Finally, recommendations are made with respect to countries that businesses can outsource to from the perspective of a company operating in the United States of America. The criteria used for this selection include, among others, countries with low costs of labor.
Trade-Offs between Inputs and Improvement of Productivity with Regards to Outsourcing
In the current global economic matrix, outsourcing has emerged as one of the major avenues used in the reduction of production costs. The competitive nature of the prevailing environment in the world market necessitates a decrease in operational costs in order to increase profits.
According to Vonderembse and White (2013), the cost of production reduces as a result of the specialization characterized by the outsourcing concepts applied by organizations. A typical example of outsourcing is seen when a baker decides to acquire grains from a farmer.
In this case, the baker had the option of growing their grains. However, they opt to focus solely on production of pastries. As a result, they outsource the grain production element to external farmers. The outsourcing endeavor is a trade-off between production and transaction costs (Wagner, 2011).
A reduction in the cost of production is accompanied by an increase in transaction expenses.
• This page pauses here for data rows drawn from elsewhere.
//! TOML-based application configuration and model presets.

use std::fmt;
use std::fs;
use std::path::{Path, PathBuf};
use std::time::Duration;

use serde::Deserialize;

/// Top-level application configuration parsed from TOML.
///
/// All sections have defaults matching the maple 10-bus demo. Load from
/// TOML with [`AppConfig::from_toml_file`] or use [`AppConfig::demo`] for
/// the built-in default.
#[derive(Debug, Clone, Deserialize)]
#[serde(deny_unknown_fields)]
pub struct AppConfig {
    /// Platform broker connection and application identity.
    #[serde(default)]
    pub gridappsd: GridappsdConfig,
    /// Model database endpoint.
    #[serde(default)]
    pub blazegraph: BlazegraphConfig,
    /// Feeder model selection.
    #[serde(default)]
    pub model: ModelConfig,
    /// Simulation start or attach parameters.
    #[serde(default)]
    pub simulation: SimulationConfig,
    /// CSV and bus output parameters.
    #[serde(default)]
    pub output: OutputConfig,
}

/// Platform broker connection and application identity.
#[derive(Debug, Clone, Deserialize)]
#[serde(default, deny_unknown_fields)]
pub struct GridappsdConfig {
    /// Broker host name.
    pub host: String,
    /// Broker STOMP port.
    pub port: u16,
    /// Broker login.
    pub username: String,
    /// Broker passcode.
    pub password: String,
    /// Application id used in the output topic.
    pub application_id: String,
    /// Timeout for request/response exchanges (seconds).
    pub request_timeout_secs: u64,
}

impl Default for GridappsdConfig {
    fn default() -> Self {
        Self {
            host: "localhost".to_string(),
            port: 61613,
            username: "system".to_string(),
            password: "manager".to_string(),
            application_id: "demo-efficacy-app".to_string(),
            request_timeout_secs: 30,
        }
    }
}

impl GridappsdConfig {
    /// Request timeout as a `Duration`.
    pub fn request_timeout(&self) -> Duration {
        Duration::from_secs(self.request_timeout_secs)
    }
}

/// Model database endpoint.
#[derive(Debug, Clone, Deserialize)]
#[serde(default, deny_unknown_fields)]
pub struct BlazegraphConfig {
    /// SPARQL endpoint URL.
    pub url: String,
}

impl Default for BlazegraphConfig {
    fn default() -> Self {
        Self {
            url: "http://localhost:8889/bigdata/namespace/kb/sparql".to_string(),
        }
    }
}

/// Feeder model selection.
#[derive(Debug, Clone, Deserialize)]
#[serde(default, deny_unknown_fields)]
pub struct ModelConfig {
    /// Feeder mRID.
    pub mrid: String,
    /// Human-readable feeder name.
    pub name: String,
    /// Load the model from a JSON snapshot instead of the platform.
    pub snapshot: Option<PathBuf>,
    /// Fold secondary-area equipment into its parent switch area.
    pub include_secondary_areas: bool,
}

impl Default for ModelConfig {
    fn default() -> Self {
        Self {
            mrid: "_9E985101-27AD-4FE4-B36A-EBECC98CDFAB".to_string(),
            name: "maple 10 bus".to_string(),
            snapshot: None,
            include_secondary_areas: false,
        }
    }
}

/// Simulation start or attach parameters.
#[derive(Debug, Clone, Deserialize)]
#[serde(default, deny_unknown_fields)]
pub struct SimulationConfig {
    /// JSON run configuration sent to start a new simulation.
    pub run_config: Option<PathBuf>,
    /// Attach to an already running simulation instead of starting one.
    pub simulation_id: Option<String>,
}

impl Default for SimulationConfig {
    fn default() -> Self {
        Self {
            run_config: Some(PathBuf::from("maple_demo_sim_config.json")),
            simulation_id: None,
        }
    }
}

/// CSV and bus output parameters.
#[derive(Debug, Clone, Deserialize)]
#[serde(default, deny_unknown_fields)]
pub struct OutputConfig {
    /// Directory receiving the efficacy, load, and der CSV files.
    pub directory: PathBuf,
    /// Format row timestamps in local time (UTC otherwise).
    pub local_time: bool,
    /// Publish one efficacy message per timestep.
    pub publish: bool,
}

impl Default for OutputConfig {
    fn default() -> Self {
        Self {
            directory: PathBuf::from("."),
            local_time: true,
            publish: true,
        }
    }
}

/// Configuration error with field path and constraint description.
#[derive(Debug)]
pub struct ConfigError {
    /// Dotted field path (e.g., `"gridappsd.port"`).
    pub field: String,
    /// Human-readable constraint description.
    pub message: String,
}

impl fmt::Display for ConfigError {
    fn fmt(&self, f: &mut fmt::Formatter<'_>) -> fmt::Result {
        write!(f, "config error: {}: {}", self.field, self.message)
    }
}

impl std::error::Error for ConfigError {}

impl AppConfig {
    /// Returns the maple 10-bus demo configuration.
    pub fn demo() -> Self {
        Self {
            gridappsd: GridappsdConfig::default(),
            blazegraph: BlazegraphConfig::default(),
            model: ModelConfig::default(),
            simulation: SimulationConfig::default(),
            output: OutputConfig::default(),
        }
    }

    /// Returns the IEEE 13-node test feeder preset.
    pub fn ieee13() -> Self {
        Self {
            model: ModelConfig {
                mrid: "_49AD8E07-3BF9-A4E2-CB8F-C3722F837B62".to_string(),
                name: "ieee13nodeckt".to_string(),
                ..ModelConfig::default()
            },
            simulation: SimulationConfig {
                run_config: Some(PathBuf::from("ieee13_sim_config.json")),
                simulation_id: None,
            },
            ..Self::demo()
        }
    }

    /// Returns the IEEE 123-node test feeder preset.
    pub fn ieee123() -> Self {
        Self {
            model: ModelConfig {
                mrid: "_C1C3E687-6FFD-C753-582B-632A27E28507".to_string(),
                name: "ieee123".to_string(),
                ..ModelConfig::default()
            },
            simulation: SimulationConfig {
                run_config: Some(PathBuf::from("ieee123_sim_config.json")),
                simulation_id: None,
            },
            ..Self::demo()
        }
    }

    /// Available preset names.
    pub const PRESETS: &[&str] = &["maple10", "ieee13", "ieee123"];

    /// Loads a configuration from a named preset.
    ///
    /// # Errors
    ///
    /// Returns a `ConfigError` if the preset name is unknown.
    pub fn from_preset(name: &str) -> Result<Self, ConfigError> {
        match name {
            "maple10" => Ok(Self::demo()),
            "ieee13" => Ok(Self::ieee13()),
            "ieee123" => Ok(Self::ieee123()),
            _ => Err(ConfigError {
                field: "preset".to_string(),
                message: format!(
                    "unknown preset \"{name}\", available: {}",
                    Self::PRESETS.join(", ")
                ),
            }),
        }
    }

    /// Parses a configuration from a TOML file.
    ///
    /// # Errors
    ///
    /// Returns a `ConfigError` if the file cannot be read or the TOML is invalid.
    pub fn from_toml_file(path: &Path) -> Result<Self, ConfigError> {
        let content = fs::read_to_string(path).map_err(|e| ConfigError {
            field: "config".to_string(),
            message: format!("cannot read \"{}\": {e}", path.display()),
        })?;
        Self::from_toml_str(&content)
    }

    /// Parses a configuration from a TOML string.
    ///
    /// # Errors
    ///
    /// Returns a `ConfigError` if the TOML is invalid or contains unknown fields.
    pub fn from_toml_str(s: &str) -> Result<Self, ConfigError> {
        toml::from_str(s).map_err(|e| ConfigError {
            field: "toml".to_string(),
            message: e.to_string(),
        })
    }

    /// Validates all fields and returns a list of errors.
    ///
    /// Returns an empty vector if configuration is valid.
    pub fn validate(&self) -> Vec<ConfigError> {
        let mut errors = Vec::new();
        let g = &self.gridappsd;

        if g.host.trim().is_empty() {
            errors.push(ConfigError {
                field: "gridappsd.host".into(),
                message: "must not be empty".into(),
            });
        }
        if g.port == 0 {
            errors.push(ConfigError {
                field: "gridappsd.port".into(),
                message: "must be > 0".into(),
            });
        }
        if g.application_id.trim().is_empty() {
            errors.push(ConfigError {
                field: "gridappsd.application_id".into(),
                message: "must not be empty".into(),
            });
        }
        if g.request_timeout_secs == 0 {
            errors.push(ConfigError {
                field: "gridappsd.request_timeout_secs".into(),
                message: "must be > 0".into(),
            });
        }

        let m = &self.model;
        if m.snapshot.is_none() && m.mrid.trim().is_empty() {
            errors.push(ConfigError {
                field: "model.mrid".into(),
                message: "must be set unless model.snapshot is given".into(),
            });
        }
        if m.snapshot.is_none() && self.blazegraph.url.trim().is_empty() {
            errors.push(ConfigError {
                field: "blazegraph.url".into(),
                message: "must be set unless model.snapshot is given".into(),
            });
        }

        let s = &self.simulation;
        if s.run_config.is_none() && s.simulation_id.is_none() {
            errors.push(ConfigError {
                field: "simulation.run_config".into(),
                message: "either simulation.run_config or simulation.simulation_id is required"
                    .into(),
            });
        }
        if s.simulation_id.as_deref().is_some_and(|id| id.trim().is_empty()) {
            errors.push(ConfigError {
                field: "simulation.simulation_id".into(),
                message: "must not be empty".into(),
            });
        }

        errors
    }
}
Outsourcing often involves a third party. In this regard, the cost of production has a ripple effect on the transaction expenses incurred as a result of engaging the third agent. According to Vonderembse and White (2013), productivity is best realized when the expenses incurred in production are lower compared to the transaction costs.
Separately, the whole idea of outsourcing brings about displacement and loss of jobs. In this regard, improvements in productivity are realized at the expense of transaction costs and job displacements.
Advantages and Disadvantages of Outsourcing in Comparison to Production in the United States
As already mentioned, outsourcing is associated with a reduction in the costs of production. As a result, the company can increase the volume of goods produced.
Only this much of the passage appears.